- What is required -
In the entries that follow, find the line containing "if let Ok(modified)"; from there, copy every line exactly through the line containing "to remove old".

- Listed entries -
--- START ---

use std::path::Path;
use tracing_appender::non_blocking::WorkerGuard;
use tracing_subscriber::{
    fmt, layer::SubscriberExt, util::SubscriberInitExt, EnvFilter, Layer, Registry,
};

use crate::config::schema::LoggingConfig;

/// Initialize the logging system
pub fn init_logging(config: &LoggingConfig) -> WorkerGuard {
    // 1. Log Level
    let log_level_str = std::env::var("RUST_LOG").unwrap_or_else(|_| config.level.clone());
    
    // Build the EnvFilter
    let mut filter = EnvFilter::try_from_default_env()
        .unwrap_or_else(|_| EnvFilter::new(&log_level_str));
    
    // Apply module overrides from config
    for (module, level) in &config.overrides {
        // Directives must be valid
        if let Ok(directive) = format!("{}={}", module, level).parse() {
            filter = filter.add_directive(directive);
        } else {
            eprintln!("Invalid log directive: {}={}", module, level);
        }
    }

    // 2. Log Format
    let format_str = std::env::var("LOG_FORMAT").unwrap_or_else(|_| config.format.clone());
    let is_json = format_str.to_lowercase() == "json";

    // 3. File Appender
    // rolling::daily(dir, "coworker-bridge.log") produces coworker-bridge.log.YYYY-MM-DD
    let file_appender = tracing_appender::rolling::daily(&config.dir, "coworker-bridge.log");
    let (non_blocking, guard) = tracing_appender::non_blocking(file_appender);

    // 4. Layers
    // We need to use Box<dyn Layer<S>> to unify types for conditional compilation
    // But since is_json is runtime, we can't easily change the Layer type in the subscriber type chain 
    // without boxing.

    let stdout_layer = if is_json {
        fmt::layer()
            .json()
            .with_target(true)
            .with_thread_ids(true)
            .with_file(true)
            .with_line_number(true)
            .boxed()
    } else {
        fmt::layer()
            .with_target(true)
            .with_thread_ids(true)
            .with_file(true)
            .with_line_number(true)
            // .pretty() // Optional: make text output pretty
            .boxed()
    };

    let file_layer = if is_json {
        fmt::layer()
            .json()
            .with_writer(non_blocking)
            .with_target(true)
            .with_thread_ids(true)
            .with_file(true)
            .with_line_number(true)
            .with_ansi(false)
            .boxed()
    } else {
        fmt::layer()
            .with_writer(non_blocking)
            .with_ansi(false)
            .with_target(true)
            .with_thread_ids(true)
            .with_file(true)
            .with_line_number(true)
            .boxed()
    };

    // 5. Init Subscriber
    Registry::default()
        .with(filter)
        .with(stdout_layer)
        .with(file_layer)
        .init();

    // 6. Cleanup old logs
    if let Err(e) = cleanup_old_logs(&config.dir, 7) {
        eprintln!("Failed to clean up old logs: {}", e);
    }

    guard
}

/// Clean up log files older than `days` days
fn cleanup_old_logs(dir: &str, days: u64) -> std::io::Result<()> {
    let path = Path::new(dir);
    if !path.exists() {
        return Ok(());
    }

    let now = std::time::SystemTime::now();
    let threshold = std::time::Duration::from_secs(days * 24 * 3600);

    for entry in std::fs::read_dir(path)? {
        let entry = entry?;
        let path = entry.path();
        
        if path.is_file() {
            if let Some(name) = path.file_name().and_then(|n| n.to_str()) {
                // Match standard patterns
                if name.starts_with("coworker-bridge.log") || name.starts_with("coworker-bridge-") {
                    if let Ok(metadata) = entry.metadata() {
                        if let Ok(modified) = metadata.modified() {
                            if let Ok(age) = now.duration_since(modified) {
                                if age > threshold {
                                    if let Err(e) = std::fs::remove_file(&path) {
                                        eprintln!("Failed to remove old log file {:?}: {}", path, e);
                                    } else {
                                        // Use println here as logger might not be fully ready or to avoid recursion loop if we log to file?
                                        // Actually logger is initializing, so we can use eprintln for internal errors.
                                    }
                                }
                            }
                        }
                    }
                }
            }
        }
    }
    Ok(())
}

--- END ---

- Output for this task -
                        if let Ok(modified) = metadata.modified() {
                            if let Ok(age) = now.duration_since(modified) {
                                if age > threshold {
                                    if let Err(e) = std::fs::remove_file(&path) {
                                        eprintln!("Failed to remove old log file {:?}: {}", path, e);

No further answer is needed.